**TASK DESCRIPTION**: If a line in the following entries contains the string "address", it counts toward the total; report only that total.

**MATERIAL FOR THIS TASK**:

___

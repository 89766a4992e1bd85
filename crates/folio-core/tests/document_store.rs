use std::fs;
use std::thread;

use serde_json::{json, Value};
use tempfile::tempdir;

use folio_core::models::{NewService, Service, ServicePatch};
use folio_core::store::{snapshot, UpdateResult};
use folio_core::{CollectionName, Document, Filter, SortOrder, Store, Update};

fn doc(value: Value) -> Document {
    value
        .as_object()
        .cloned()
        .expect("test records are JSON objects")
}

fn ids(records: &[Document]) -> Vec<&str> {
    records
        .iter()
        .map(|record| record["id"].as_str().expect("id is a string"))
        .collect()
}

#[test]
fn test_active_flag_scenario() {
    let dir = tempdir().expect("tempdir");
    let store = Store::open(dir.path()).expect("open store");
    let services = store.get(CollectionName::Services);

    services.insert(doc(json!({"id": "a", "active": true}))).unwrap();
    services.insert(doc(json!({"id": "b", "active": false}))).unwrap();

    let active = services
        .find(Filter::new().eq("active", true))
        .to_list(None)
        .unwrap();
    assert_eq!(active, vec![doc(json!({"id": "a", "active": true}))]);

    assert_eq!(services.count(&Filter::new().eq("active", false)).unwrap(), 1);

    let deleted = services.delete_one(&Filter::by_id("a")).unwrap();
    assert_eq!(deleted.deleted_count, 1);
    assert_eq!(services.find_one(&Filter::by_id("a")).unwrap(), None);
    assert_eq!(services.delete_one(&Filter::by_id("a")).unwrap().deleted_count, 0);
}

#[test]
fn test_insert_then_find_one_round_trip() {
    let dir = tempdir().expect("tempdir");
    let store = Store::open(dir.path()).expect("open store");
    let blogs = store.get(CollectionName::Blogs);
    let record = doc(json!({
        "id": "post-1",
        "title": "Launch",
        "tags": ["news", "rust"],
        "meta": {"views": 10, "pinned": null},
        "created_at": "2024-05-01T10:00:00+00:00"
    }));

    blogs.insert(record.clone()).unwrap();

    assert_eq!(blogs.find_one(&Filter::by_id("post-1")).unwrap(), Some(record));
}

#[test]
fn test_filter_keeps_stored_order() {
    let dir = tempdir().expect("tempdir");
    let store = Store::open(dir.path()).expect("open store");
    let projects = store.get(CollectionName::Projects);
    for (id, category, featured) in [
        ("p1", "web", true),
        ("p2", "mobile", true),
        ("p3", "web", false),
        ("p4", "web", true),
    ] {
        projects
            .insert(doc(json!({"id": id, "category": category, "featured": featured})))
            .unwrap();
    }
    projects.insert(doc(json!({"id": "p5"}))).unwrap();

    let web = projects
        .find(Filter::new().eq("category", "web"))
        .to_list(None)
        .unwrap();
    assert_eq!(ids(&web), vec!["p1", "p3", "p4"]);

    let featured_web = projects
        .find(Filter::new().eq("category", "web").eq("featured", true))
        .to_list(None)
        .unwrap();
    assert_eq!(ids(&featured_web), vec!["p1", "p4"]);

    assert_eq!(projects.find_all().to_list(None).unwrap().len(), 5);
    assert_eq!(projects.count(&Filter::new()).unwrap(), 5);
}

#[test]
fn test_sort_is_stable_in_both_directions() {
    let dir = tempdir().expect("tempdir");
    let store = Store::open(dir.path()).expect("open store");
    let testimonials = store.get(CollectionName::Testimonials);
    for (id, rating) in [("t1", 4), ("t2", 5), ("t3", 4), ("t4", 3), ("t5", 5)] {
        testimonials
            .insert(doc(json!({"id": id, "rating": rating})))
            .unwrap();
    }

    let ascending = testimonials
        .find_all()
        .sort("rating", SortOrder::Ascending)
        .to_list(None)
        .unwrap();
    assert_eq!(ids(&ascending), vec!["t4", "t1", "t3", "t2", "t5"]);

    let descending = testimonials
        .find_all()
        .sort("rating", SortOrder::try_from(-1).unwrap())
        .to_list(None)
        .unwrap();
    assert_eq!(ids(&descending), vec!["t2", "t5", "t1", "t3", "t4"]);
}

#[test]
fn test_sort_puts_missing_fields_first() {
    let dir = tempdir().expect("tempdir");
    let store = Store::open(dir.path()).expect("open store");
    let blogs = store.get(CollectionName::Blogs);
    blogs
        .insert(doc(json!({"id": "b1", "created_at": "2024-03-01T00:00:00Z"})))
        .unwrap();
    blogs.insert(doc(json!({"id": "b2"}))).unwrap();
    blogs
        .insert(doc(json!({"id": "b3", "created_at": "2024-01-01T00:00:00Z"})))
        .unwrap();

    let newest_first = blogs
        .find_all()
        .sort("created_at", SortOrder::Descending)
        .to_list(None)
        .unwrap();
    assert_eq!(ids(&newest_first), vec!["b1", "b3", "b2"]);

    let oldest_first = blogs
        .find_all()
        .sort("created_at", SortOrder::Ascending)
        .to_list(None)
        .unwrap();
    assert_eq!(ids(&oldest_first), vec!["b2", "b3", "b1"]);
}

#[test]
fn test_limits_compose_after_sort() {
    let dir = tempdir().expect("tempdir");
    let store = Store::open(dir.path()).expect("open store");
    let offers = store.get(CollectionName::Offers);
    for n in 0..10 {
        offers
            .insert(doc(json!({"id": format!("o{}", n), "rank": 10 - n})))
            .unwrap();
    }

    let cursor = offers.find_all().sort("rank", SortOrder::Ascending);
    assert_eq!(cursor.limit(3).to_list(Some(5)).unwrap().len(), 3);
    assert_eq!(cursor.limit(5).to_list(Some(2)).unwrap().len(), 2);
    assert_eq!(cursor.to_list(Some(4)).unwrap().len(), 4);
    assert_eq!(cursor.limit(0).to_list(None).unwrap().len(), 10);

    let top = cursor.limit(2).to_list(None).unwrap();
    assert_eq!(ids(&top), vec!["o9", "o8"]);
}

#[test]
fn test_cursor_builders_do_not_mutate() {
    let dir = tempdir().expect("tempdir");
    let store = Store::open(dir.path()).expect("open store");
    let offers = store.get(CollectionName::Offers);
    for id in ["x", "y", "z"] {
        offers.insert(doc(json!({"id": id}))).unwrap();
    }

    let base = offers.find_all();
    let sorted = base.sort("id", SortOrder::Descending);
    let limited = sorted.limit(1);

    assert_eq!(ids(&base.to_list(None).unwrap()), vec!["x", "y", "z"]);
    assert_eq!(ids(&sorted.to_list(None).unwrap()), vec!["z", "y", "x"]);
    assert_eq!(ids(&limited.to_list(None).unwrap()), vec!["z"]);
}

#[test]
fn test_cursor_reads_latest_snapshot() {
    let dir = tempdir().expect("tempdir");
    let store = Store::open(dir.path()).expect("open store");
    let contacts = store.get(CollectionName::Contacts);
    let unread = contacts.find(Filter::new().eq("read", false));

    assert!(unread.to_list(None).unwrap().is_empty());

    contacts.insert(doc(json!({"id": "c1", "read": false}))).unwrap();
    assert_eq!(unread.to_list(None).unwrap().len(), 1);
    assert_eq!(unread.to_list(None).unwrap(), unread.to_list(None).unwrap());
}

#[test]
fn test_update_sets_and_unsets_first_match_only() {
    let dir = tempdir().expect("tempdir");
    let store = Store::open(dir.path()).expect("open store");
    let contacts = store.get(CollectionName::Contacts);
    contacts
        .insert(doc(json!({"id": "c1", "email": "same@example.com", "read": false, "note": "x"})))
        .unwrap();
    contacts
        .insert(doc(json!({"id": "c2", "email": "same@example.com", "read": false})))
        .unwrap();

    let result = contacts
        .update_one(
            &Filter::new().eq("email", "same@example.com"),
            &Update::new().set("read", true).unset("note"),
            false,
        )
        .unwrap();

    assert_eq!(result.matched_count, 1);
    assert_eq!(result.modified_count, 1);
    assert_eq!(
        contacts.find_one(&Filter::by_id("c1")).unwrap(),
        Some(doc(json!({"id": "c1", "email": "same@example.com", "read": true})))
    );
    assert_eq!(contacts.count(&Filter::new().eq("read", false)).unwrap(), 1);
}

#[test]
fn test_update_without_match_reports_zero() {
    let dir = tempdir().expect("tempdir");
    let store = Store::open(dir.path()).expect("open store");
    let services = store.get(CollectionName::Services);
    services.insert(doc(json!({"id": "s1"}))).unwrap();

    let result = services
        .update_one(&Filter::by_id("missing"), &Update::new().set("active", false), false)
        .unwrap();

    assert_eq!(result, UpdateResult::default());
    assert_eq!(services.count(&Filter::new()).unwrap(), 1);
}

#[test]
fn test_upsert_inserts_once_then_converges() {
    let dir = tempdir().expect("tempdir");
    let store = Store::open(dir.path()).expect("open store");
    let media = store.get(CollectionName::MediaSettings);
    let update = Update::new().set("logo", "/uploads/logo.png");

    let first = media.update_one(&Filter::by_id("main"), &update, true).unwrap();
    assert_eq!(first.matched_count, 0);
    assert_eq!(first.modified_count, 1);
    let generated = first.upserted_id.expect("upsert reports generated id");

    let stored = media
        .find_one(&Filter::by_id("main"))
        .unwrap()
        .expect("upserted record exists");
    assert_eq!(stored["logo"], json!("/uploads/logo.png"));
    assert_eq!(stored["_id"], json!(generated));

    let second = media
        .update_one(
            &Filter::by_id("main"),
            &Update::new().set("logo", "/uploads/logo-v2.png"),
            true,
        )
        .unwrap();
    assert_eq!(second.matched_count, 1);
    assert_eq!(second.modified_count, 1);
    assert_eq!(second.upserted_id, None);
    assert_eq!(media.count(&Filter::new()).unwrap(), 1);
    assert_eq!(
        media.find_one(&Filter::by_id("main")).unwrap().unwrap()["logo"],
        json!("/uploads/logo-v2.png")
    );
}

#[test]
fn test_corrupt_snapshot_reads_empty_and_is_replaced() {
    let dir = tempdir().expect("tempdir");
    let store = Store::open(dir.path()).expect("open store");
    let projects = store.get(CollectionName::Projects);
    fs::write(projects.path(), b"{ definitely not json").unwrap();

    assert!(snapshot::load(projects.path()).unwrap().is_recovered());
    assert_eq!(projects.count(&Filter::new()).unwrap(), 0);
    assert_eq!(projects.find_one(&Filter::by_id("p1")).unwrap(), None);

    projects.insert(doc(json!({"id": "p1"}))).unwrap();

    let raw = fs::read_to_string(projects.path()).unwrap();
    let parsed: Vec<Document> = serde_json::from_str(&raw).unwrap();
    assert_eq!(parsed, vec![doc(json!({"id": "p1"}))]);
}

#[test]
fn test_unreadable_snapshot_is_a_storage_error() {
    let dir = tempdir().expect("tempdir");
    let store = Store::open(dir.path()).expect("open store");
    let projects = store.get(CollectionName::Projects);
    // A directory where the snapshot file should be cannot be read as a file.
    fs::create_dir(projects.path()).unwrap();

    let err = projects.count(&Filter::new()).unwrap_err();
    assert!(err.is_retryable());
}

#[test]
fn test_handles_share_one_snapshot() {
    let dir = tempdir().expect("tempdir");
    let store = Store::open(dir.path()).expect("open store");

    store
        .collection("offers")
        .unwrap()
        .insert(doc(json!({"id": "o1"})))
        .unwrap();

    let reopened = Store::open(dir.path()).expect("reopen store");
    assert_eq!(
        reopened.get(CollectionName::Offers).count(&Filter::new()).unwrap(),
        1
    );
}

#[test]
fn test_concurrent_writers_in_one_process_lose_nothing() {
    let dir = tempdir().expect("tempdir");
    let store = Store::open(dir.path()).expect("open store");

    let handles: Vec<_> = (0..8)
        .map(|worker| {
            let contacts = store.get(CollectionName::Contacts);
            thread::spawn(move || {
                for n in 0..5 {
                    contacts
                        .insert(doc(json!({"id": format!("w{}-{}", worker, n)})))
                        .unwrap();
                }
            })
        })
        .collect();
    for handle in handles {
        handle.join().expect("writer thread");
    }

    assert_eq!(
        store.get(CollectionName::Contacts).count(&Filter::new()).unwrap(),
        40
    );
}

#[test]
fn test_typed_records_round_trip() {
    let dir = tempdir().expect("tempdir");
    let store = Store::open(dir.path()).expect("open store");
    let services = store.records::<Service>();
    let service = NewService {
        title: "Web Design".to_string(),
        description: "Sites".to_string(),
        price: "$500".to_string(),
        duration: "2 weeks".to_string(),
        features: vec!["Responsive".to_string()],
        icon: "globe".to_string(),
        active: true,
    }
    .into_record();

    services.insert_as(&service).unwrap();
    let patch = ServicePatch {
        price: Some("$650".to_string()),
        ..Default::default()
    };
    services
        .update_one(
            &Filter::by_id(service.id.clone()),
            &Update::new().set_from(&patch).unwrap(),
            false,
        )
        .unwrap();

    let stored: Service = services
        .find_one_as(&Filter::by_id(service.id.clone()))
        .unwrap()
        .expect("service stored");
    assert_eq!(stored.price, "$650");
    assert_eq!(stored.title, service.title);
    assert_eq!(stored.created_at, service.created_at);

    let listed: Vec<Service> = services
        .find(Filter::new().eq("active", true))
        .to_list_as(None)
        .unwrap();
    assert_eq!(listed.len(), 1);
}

___

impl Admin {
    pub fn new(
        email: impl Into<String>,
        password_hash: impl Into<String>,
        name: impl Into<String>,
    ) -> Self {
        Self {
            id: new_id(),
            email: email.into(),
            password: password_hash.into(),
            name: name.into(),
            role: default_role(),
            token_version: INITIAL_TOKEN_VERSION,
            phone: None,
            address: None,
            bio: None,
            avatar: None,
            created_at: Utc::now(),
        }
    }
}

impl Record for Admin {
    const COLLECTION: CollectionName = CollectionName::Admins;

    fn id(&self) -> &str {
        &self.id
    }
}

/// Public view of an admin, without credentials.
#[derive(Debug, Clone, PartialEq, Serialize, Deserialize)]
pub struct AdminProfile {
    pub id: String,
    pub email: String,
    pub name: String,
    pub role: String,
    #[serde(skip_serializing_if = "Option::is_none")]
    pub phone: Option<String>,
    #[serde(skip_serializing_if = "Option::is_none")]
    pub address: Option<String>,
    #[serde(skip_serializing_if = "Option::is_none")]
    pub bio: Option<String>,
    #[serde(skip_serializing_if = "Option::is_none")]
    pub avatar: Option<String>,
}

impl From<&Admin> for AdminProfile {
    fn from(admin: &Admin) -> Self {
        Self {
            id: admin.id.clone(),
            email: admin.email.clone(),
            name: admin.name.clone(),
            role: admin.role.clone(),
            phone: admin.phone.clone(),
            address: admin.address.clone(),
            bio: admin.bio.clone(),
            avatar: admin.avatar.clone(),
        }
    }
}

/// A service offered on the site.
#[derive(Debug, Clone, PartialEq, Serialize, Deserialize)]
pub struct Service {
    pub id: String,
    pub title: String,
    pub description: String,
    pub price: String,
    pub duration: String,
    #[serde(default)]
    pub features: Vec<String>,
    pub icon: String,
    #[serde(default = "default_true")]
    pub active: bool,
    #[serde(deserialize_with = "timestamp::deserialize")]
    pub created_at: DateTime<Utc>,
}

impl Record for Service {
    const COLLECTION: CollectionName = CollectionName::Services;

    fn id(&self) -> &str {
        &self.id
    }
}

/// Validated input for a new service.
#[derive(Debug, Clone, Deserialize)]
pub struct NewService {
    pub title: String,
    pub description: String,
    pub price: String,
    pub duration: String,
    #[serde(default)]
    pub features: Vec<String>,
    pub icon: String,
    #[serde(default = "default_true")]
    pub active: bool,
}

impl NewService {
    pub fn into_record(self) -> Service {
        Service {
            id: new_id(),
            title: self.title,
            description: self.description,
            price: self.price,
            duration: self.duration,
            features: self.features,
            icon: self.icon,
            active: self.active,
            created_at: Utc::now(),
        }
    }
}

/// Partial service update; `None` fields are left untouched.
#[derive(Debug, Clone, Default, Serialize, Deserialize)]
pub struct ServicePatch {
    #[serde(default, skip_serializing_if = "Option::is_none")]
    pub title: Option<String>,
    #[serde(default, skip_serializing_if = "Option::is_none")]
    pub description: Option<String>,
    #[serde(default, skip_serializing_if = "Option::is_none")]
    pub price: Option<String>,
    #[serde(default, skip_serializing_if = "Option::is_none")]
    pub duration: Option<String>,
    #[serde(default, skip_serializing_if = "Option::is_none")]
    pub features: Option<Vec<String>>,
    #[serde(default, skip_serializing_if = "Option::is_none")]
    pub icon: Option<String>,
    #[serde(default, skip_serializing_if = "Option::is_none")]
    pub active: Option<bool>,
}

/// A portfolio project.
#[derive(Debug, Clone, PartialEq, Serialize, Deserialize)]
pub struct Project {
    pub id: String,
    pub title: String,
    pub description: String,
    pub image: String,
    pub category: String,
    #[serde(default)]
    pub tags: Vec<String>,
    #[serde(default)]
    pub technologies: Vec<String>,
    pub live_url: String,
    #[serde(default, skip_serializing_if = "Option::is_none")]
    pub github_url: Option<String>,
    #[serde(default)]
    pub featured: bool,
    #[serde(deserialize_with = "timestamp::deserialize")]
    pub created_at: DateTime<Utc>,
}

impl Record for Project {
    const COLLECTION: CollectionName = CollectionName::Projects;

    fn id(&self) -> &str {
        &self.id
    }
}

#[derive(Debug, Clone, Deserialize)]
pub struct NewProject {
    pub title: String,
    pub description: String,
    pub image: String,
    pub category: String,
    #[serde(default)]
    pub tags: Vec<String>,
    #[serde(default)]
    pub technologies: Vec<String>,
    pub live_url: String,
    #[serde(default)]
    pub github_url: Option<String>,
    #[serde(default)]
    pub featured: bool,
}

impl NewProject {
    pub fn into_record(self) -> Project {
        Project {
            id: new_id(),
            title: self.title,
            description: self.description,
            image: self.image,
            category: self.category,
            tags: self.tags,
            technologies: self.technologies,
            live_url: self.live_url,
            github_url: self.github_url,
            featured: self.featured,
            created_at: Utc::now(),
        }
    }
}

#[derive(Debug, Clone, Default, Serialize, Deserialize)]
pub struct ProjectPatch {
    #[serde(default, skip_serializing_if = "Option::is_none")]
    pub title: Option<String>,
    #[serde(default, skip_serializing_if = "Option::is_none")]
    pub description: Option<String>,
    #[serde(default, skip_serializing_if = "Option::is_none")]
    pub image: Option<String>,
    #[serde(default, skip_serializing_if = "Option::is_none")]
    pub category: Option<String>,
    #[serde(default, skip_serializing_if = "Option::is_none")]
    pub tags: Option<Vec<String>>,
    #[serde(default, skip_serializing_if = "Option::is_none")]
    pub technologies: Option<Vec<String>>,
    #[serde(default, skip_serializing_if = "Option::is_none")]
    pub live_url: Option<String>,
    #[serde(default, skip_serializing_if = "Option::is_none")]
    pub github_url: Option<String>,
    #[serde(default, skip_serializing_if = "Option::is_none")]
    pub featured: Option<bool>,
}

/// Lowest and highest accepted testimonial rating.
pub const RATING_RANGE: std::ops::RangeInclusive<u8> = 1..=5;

___

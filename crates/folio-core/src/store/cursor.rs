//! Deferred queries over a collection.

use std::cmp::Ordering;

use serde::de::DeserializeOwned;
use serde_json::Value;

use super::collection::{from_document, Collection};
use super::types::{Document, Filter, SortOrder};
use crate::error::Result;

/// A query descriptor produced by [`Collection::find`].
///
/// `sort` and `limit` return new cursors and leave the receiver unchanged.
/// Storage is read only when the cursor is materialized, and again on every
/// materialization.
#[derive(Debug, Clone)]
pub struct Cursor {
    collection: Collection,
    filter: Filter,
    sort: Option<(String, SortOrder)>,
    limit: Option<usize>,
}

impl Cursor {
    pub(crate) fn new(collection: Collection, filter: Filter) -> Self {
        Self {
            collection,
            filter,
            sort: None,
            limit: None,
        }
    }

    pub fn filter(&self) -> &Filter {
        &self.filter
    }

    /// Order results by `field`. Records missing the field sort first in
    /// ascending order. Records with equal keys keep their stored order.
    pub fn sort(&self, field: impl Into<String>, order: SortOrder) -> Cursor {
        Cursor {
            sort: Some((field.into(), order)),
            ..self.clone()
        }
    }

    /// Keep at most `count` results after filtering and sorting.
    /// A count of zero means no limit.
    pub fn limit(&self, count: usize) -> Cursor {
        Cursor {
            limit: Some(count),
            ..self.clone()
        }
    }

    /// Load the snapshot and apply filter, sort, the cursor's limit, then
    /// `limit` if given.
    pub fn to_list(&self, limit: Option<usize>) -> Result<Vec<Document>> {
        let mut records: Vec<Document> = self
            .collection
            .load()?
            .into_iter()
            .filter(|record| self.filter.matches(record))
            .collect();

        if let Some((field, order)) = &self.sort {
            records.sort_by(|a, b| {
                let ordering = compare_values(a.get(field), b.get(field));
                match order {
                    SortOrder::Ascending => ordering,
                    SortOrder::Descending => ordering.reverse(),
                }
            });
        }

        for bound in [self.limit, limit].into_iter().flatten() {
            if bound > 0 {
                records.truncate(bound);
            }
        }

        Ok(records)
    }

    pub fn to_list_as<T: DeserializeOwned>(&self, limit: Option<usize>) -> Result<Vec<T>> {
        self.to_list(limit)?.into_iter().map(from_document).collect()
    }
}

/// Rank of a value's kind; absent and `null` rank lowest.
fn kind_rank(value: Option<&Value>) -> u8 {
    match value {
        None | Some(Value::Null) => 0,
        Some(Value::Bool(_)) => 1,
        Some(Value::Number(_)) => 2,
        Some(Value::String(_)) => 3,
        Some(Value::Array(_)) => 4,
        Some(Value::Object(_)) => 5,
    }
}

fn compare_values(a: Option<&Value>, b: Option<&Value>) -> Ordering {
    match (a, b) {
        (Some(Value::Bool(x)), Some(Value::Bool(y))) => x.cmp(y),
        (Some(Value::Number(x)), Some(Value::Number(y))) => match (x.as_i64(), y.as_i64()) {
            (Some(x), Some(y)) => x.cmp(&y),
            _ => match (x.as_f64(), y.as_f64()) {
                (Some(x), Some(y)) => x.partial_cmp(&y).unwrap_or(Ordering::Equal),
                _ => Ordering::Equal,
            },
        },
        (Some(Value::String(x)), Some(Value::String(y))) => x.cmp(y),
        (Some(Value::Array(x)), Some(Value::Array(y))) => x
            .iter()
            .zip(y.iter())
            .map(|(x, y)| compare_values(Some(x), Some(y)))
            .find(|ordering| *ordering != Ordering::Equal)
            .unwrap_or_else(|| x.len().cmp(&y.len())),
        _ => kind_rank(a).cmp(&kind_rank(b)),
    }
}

___

**EXPECTED OUTPUT**: 3